At DigiPen, artists are a hunted variety. This is for a number of reasons, the primary being: A) We are discouraged from working with programmers. B) There are many more programmers than artists. C) We don’t get any credit (unless you’re on a senior game projects team) for it.
Addressing A: Most teams are not strong enough for artists. You may be confident in your skills, but if you've never worked with artists before you won't know the challenges that arise. (See my tech requirements) Most of the art faculty members don’t know how to gauge the raw strength of a development team. Very few artists do. I have found that you won’t know until you’ve worked with a couple teams. And that’s not all.
Sometimes, genres change second semester, libraries of art assets get thrown, you don’t have a level editor until halfway through second semester (surprisingly, devs don’t like hard coding everything, so assets don’t get in game, and play tester after play tester comment on your placeholder art). Sometimes, you don’t have lighting or shadows, so everything looks horrible in game. Sometimes, devs treat artists like artist monkeys. Sometimes, devs act like we have a magic wand and just make things happen. We have a process; just because you don’t know it doesn’t mean it’s not there. And of course, there are tons of silly tech issues that can come up (coming soon: a model clean check list; watch this blog).

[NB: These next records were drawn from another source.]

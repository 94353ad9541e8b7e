use rust_decimal::Decimal;
use sea_orm::entity::prelude::*;
use serde::{Deserialize, Serialize};
use uuid::Uuid;

/// Priced snapshot of a cart line. Name, sku, image and price are copied from
/// the catalog when the order is placed and never change afterwards.
#[derive(Clone, Debug, PartialEq, Eq, DeriveEntityModel, Serialize, Deserialize)]
#[sea_orm(table_name = "order_lines")]
pub struct Model {
    #[sea_orm(primary_key, auto_increment = false)]
    pub id: Uuid,
    pub order_id: Uuid,
    pub position: i32,
    pub product_id: Uuid,
    pub name: String,
    pub sku: String,
    pub image: Option<String>,
    pub unit_price: Decimal,
    pub quantity: i32,
    pub line_subtotal: Decimal,
    pub tax_rate: Decimal,
    pub line_tax: Decimal,
    pub size: Option<String>,
    pub color: Option<String>,
}

#[derive(Copy, Clone, Debug, EnumIter, DeriveRelation)]
pub enum Relation {
    #[sea_orm(
        belongs_to = "super::order::Entity",
        from = "Column::OrderId",
        to = "super::order::Column::Id"
    )]
    Order,
}

impl Related<super::order::Entity> for Entity {
    fn to() -> RelationDef {
        Relation::Order.def()
    }
}

impl ActiveModelBehavior for ActiveModel {}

You have to overcome that block by reassuring your artists everything will be okay. You can only do that if you have strong enough tech.

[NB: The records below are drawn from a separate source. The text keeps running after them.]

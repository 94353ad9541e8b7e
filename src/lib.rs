//! Storefront order core
//!
//! Prices carts, redeems coupons, reserves stock and drives orders through
//! their lifecycle. HTTP routing and process startup live in the embedding
//! application.
#![forbid(unsafe_code)]
#![deny(rust_2018_idioms)]
#![allow(elided_lifetimes_in_paths)]
#![warn(clippy::all, clippy::perf, clippy::dbg_macro)]

pub mod config;
pub mod db;
pub mod entities;
pub mod errors;
pub mod events;
pub mod metrics;
pub mod models;
pub mod notifications;
pub mod services;

pub mod prelude {
    pub use crate::config::{AppConfig, ShippingConfig};
    pub use crate::db::DbPool;
    pub use crate::errors::{ErrorKind, ServiceError};
    pub use crate::events::{Event, EventSender};
    pub use crate::models::*;
    pub use crate::services::{
        coupons::CouponService,
        orders::{CreateOrderRequest, OrderService},
        payments::{PaymentEvent, PaymentOutcome, PaymentService},
    };
}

Addressing B: I spoke to an industry dev about this imbalance the other day. His instant solution was, “well, bribe them!" He had a good idea. Some programmers do try this, but they usually don’t follow through. Yes, artists like food and artists like praise. That’s just where you start. If you have juniors or five-year kids during second semester should be tutoring them in physics (The majority of artists dislike physics.). When they show you things, either be super positive or introduce Perfection game (http://www.liveingreatness.com/the-core-protocols/perfection-game.html), which is great for working with artists. Do.Not.Take.Your.Artists.For.Granted. And don’t be a jerk!

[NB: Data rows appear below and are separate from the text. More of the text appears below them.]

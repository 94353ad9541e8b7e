//! Pricing calculator.
//!
//! Unit prices and tax rates always come from the catalog row read on the
//! server. Tax is charged per line on the pre-discount line subtotal at the
//! product's own rate. Shipping is a flat rate per method. The grand total is
//! rounded once, half away from zero, to two decimals.

use rust_decimal::{Decimal, RoundingStrategy};
use serde::{Deserialize, Serialize};
use uuid::Uuid;

use crate::config::ShippingConfig;
use crate::errors::ServiceError;
use crate::models::ShippingMethod;

/// Decimal places of the stored money columns.
pub const LEDGER_SCALE: u32 = 4;

/// Rounds to currency minor units, half away from zero.
pub fn round_money(amount: Decimal) -> Decimal {
    amount.round_dp_with_strategy(2, RoundingStrategy::MidpointAwayFromZero)
}

#[derive(Debug, Clone, PartialEq, Eq, Serialize, Deserialize)]
pub struct PricedLine {
    pub product_id: Uuid,
    pub category_id: Option<Uuid>,
    pub unit_price: Decimal,
    pub quantity: i32,
    /// Percentage, e.g. `8` for 8%.
    pub tax_rate: Decimal,
    pub line_subtotal: Decimal,
    /// Held at [`LEDGER_SCALE`] places, not cents. The order-level tax is
    /// the sum of line taxes rounded once, so stored lines add up to it.
    pub line_tax: Decimal,
}

impl PricedLine {
    pub fn new(
        product_id: Uuid,
        category_id: Option<Uuid>,
        unit_price: Decimal,
        quantity: i32,
        tax_rate: Decimal,
    ) -> Self {
        let line_subtotal = unit_price * Decimal::from(quantity);
        let line_tax = (line_subtotal * tax_rate / Decimal::ONE_HUNDRED)
            .round_dp_with_strategy(LEDGER_SCALE, RoundingStrategy::MidpointAwayFromZero);
        Self {
            product_id,
            category_id,
            unit_price,
            quantity,
            tax_rate,
            line_subtotal,
            line_tax,
        }
    }
}

#[derive(Debug, Clone, Copy, PartialEq, Eq, Serialize, Deserialize)]
pub struct Pricing {
    pub subtotal: Decimal,
    pub tax: Decimal,
    pub shipping: Decimal,
    pub discount: Decimal,
    pub total: Decimal,
}

impl Pricing {
    /// `total == subtotal - discount + shipping + tax` within one cent, and
    /// the total is never negative.
    pub fn is_consistent(&self) -> bool {
        let expected = self.subtotal - self.discount + self.shipping + self.tax;
        (self.total - expected).abs() <= Decimal::new(1, 2) && !self.total.is_sign_negative()
    }
}

#[derive(Debug, Clone)]
pub struct PricingCalculator {
    shipping: ShippingConfig,
}

impl PricingCalculator {
    pub fn new(shipping: ShippingConfig) -> Self {
        Self { shipping }
    }

    pub fn subtotal(lines: &[PricedLine]) -> Decimal {
        lines.iter().map(|l| l.line_subtotal).sum()
    }

    pub fn shipping_cost(&self, method: ShippingMethod, subtotal: Decimal) -> Decimal {
        let free = method == ShippingMethod::Standard
            && self
                .shipping
                .free_shipping_threshold
                .map_or(false, |threshold| subtotal >= threshold);
        if free {
            Decimal::ZERO
        } else {
            self.shipping.rate_for(method)
        }
    }

    pub fn price(
        &self,
        lines: &[PricedLine],
        discount: Decimal,
        method: ShippingMethod,
    ) -> Result<Pricing, ServiceError> {
        if lines.is_empty() {
            return Err(ServiceError::ValidationError(
                "Cannot price an empty cart".to_string(),
            ));
        }
        if discount.is_sign_negative() {
            return Err(ServiceError::ValidationError(
                "Discount cannot be negative".to_string(),
            ));
        }

        let subtotal = Self::subtotal(lines);
        let discount = discount.min(subtotal);
        let tax_raw: Decimal = lines.iter().map(|l| l.line_tax).sum();
        let shipping = self.shipping_cost(method, subtotal);

        let total = round_money(subtotal - discount + shipping + tax_raw);

        Ok(Pricing {
            subtotal,
            tax: round_money(tax_raw),
            shipping,
            discount,
            total,
        })
    }
}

Just be a team that is fun to work with. During weekly work jams, invite your artists along. Try and integrate them into the team. That is how you will get the best results. Most artists will follow feelings, not tech. If you’re awesome, but a jerk to work with, you will find it hard to get artists. On the matter of food: I bring my artists food just about every week in class. Hungry artists aren’t productive artists. I know too many that forget to eat, so be sure they’re eating! I do have a skill most producers looking for artists don’t. I tap into their passions. Try to figure out what their "I wants" are and how to match them. Because I speak "artist" fluently, this is an easy task for me. It might require a longer discussion for some. Try and get informed about the artist pipeline and different specialties (maybe I’ll spell this out in a later post).
Addressing C: You have to be aware of artists' schedules. A good producer will organize around their schedules. Make sure they are passing their classes. The hammer will be slammed down on you if they start doing poorly in classes. As an Art Manager for a senior team, I get all of my artists to give me their school workload every week. When I can, I get them to give me hour estimates. Not all artists like giving hour estimates, and it’s hard for some of them to provide realistic numbers. Expect that it will take several weeks for them to be able to give realistic hours. You should always plan with padding, adding extra hours for Murphy’s sake. During hard times, I have scheduled some of my artists’ nitty-gritty: an hour to hour block schedule, day by day. Some people find having schedules made for them makes them feel very secure. Some artists I just give a queue of tasks to and they get them done. Above all, make sure the artists on your team are not burning out. The regeneration time required post burnout is seldom worth the advantage gained by crunch production.
So, go forth! Talk to people. Be kind to people. Ask for help. Bribe artists with food. Bonus bit: Flyers are mostly useless, as many artists ignore them. Talk to artists!